- _Your instructions_
Across the listing, how many lines contain "pipeline"? The reply is the number alone.

= Beginning of Section =

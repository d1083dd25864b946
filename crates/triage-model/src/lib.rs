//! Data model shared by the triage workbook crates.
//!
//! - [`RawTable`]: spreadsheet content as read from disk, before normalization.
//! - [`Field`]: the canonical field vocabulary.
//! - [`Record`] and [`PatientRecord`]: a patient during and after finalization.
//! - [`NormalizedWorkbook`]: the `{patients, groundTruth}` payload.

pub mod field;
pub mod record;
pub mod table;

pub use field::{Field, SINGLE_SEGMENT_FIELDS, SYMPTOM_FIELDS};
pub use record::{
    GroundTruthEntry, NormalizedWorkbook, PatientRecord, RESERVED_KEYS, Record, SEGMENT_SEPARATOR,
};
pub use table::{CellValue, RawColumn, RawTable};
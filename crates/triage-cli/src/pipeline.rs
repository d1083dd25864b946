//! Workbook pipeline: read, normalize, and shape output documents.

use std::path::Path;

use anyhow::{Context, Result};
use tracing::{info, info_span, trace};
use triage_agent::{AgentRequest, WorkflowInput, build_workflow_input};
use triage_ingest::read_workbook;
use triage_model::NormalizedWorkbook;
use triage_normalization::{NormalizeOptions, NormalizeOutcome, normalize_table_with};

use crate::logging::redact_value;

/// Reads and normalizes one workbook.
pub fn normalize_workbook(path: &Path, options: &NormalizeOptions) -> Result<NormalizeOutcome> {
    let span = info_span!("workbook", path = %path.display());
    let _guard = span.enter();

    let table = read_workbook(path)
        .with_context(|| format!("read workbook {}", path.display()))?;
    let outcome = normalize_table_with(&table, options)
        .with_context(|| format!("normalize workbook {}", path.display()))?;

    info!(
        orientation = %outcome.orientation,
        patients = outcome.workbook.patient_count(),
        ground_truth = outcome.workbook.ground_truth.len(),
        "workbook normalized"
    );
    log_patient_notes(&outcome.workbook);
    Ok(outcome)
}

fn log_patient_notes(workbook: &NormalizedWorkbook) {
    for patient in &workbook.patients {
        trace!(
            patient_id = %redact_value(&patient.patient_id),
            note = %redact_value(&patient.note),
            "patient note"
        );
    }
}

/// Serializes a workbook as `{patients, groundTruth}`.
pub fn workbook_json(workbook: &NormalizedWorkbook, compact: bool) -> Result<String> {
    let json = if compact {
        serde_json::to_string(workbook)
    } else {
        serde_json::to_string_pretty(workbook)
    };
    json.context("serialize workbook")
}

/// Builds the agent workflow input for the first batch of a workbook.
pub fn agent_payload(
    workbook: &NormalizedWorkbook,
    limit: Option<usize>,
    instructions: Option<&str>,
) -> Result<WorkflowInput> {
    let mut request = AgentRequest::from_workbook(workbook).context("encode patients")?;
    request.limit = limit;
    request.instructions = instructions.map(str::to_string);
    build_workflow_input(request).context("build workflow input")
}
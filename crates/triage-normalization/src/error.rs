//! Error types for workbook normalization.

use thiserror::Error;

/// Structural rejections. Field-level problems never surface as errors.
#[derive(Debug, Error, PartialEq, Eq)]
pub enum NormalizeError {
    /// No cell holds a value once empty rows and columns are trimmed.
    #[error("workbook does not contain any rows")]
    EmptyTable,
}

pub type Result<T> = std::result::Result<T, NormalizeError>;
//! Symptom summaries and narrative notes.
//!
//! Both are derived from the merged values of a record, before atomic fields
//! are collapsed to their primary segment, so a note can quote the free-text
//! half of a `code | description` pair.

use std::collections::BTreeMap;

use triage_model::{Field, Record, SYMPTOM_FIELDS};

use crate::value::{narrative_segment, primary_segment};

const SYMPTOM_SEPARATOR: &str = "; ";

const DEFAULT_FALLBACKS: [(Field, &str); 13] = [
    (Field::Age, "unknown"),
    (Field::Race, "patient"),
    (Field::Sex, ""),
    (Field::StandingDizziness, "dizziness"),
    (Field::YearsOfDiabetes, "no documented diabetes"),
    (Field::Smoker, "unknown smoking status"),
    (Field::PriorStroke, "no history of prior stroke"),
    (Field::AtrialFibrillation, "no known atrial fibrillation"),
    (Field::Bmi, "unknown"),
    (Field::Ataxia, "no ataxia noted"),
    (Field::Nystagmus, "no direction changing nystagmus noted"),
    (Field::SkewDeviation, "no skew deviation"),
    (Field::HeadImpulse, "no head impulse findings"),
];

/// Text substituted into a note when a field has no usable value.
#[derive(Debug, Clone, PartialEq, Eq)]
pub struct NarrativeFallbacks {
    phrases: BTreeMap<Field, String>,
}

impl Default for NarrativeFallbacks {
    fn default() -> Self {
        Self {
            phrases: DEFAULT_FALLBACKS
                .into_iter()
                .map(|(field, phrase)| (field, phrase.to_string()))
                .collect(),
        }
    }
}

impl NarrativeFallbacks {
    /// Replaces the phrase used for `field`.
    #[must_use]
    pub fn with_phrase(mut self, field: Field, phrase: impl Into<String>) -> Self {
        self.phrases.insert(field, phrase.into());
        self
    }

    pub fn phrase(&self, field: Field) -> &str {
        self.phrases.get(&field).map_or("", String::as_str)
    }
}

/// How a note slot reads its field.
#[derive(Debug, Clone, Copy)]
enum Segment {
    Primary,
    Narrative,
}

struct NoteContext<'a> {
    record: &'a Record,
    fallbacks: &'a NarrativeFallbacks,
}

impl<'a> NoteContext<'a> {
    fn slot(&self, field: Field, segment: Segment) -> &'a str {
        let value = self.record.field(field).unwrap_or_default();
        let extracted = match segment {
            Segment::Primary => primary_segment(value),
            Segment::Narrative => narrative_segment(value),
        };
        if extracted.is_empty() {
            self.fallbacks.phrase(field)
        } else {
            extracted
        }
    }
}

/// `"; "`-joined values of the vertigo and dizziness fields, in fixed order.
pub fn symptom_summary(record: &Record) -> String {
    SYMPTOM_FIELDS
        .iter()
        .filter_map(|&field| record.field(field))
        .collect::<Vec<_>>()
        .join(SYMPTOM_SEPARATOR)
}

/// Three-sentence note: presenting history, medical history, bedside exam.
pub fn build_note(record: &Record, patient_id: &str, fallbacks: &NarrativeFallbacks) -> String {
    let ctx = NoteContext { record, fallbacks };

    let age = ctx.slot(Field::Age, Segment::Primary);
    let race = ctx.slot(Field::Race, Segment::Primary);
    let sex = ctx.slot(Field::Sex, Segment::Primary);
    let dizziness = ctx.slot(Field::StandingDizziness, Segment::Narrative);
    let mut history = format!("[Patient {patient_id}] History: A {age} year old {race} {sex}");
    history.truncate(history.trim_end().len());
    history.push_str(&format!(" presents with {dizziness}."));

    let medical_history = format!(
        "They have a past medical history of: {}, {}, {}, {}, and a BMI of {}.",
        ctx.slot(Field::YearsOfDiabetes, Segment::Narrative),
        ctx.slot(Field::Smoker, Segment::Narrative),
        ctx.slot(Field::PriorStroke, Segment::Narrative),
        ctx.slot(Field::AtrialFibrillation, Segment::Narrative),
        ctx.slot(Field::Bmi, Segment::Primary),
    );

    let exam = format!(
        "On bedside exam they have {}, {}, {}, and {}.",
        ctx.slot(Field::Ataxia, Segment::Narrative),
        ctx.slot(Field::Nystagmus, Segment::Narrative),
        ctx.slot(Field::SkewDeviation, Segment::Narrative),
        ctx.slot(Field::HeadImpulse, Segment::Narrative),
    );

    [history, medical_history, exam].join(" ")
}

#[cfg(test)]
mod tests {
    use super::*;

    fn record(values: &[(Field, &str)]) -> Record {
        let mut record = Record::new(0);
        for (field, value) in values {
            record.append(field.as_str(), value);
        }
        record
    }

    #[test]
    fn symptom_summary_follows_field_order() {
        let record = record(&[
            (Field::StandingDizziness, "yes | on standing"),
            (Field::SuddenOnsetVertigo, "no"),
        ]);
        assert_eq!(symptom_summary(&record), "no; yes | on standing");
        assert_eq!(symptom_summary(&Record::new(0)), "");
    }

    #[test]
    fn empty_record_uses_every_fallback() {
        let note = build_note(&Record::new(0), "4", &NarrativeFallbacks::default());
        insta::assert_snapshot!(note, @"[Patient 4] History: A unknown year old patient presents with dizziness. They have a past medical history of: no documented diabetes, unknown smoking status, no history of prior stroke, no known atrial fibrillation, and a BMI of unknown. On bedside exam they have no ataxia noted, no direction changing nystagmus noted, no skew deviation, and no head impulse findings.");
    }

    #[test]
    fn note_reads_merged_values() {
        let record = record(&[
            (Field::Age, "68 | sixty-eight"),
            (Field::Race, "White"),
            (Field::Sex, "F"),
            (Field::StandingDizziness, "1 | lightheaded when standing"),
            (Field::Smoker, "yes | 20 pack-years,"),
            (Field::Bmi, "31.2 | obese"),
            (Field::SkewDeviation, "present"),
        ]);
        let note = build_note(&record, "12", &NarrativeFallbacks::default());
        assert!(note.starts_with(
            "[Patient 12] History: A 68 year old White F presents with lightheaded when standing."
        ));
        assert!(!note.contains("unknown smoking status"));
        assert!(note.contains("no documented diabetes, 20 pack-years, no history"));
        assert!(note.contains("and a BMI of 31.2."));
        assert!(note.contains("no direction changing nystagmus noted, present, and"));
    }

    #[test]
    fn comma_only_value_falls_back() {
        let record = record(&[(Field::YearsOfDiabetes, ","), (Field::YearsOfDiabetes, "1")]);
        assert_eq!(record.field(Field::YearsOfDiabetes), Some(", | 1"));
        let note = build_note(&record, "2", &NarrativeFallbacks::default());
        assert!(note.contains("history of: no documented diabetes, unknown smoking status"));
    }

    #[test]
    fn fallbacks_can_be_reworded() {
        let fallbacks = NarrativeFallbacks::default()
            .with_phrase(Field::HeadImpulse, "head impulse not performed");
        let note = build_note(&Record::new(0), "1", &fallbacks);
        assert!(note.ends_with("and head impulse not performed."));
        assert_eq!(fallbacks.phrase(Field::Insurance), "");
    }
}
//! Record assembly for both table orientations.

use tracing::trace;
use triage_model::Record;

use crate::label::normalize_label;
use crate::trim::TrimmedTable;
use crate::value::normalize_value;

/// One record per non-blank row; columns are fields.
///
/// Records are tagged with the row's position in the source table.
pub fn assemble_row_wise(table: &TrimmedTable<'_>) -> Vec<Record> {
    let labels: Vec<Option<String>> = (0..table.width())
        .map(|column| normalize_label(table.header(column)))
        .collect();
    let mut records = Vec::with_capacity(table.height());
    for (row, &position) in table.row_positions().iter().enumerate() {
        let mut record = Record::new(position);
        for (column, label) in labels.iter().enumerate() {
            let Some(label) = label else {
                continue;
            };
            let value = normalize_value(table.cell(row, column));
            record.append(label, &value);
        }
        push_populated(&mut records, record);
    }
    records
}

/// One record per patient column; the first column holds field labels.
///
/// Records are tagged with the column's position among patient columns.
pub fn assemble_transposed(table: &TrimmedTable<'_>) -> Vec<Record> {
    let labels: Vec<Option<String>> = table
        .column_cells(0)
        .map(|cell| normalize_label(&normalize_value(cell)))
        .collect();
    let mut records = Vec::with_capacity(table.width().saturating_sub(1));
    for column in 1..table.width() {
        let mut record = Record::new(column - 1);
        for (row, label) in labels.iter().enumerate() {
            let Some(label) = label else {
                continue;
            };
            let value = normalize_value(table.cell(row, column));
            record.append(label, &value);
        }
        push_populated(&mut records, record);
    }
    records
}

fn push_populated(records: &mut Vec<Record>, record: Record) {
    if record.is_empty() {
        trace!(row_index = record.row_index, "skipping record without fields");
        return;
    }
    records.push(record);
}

= End of Section =

- _Solution to the exercise_
2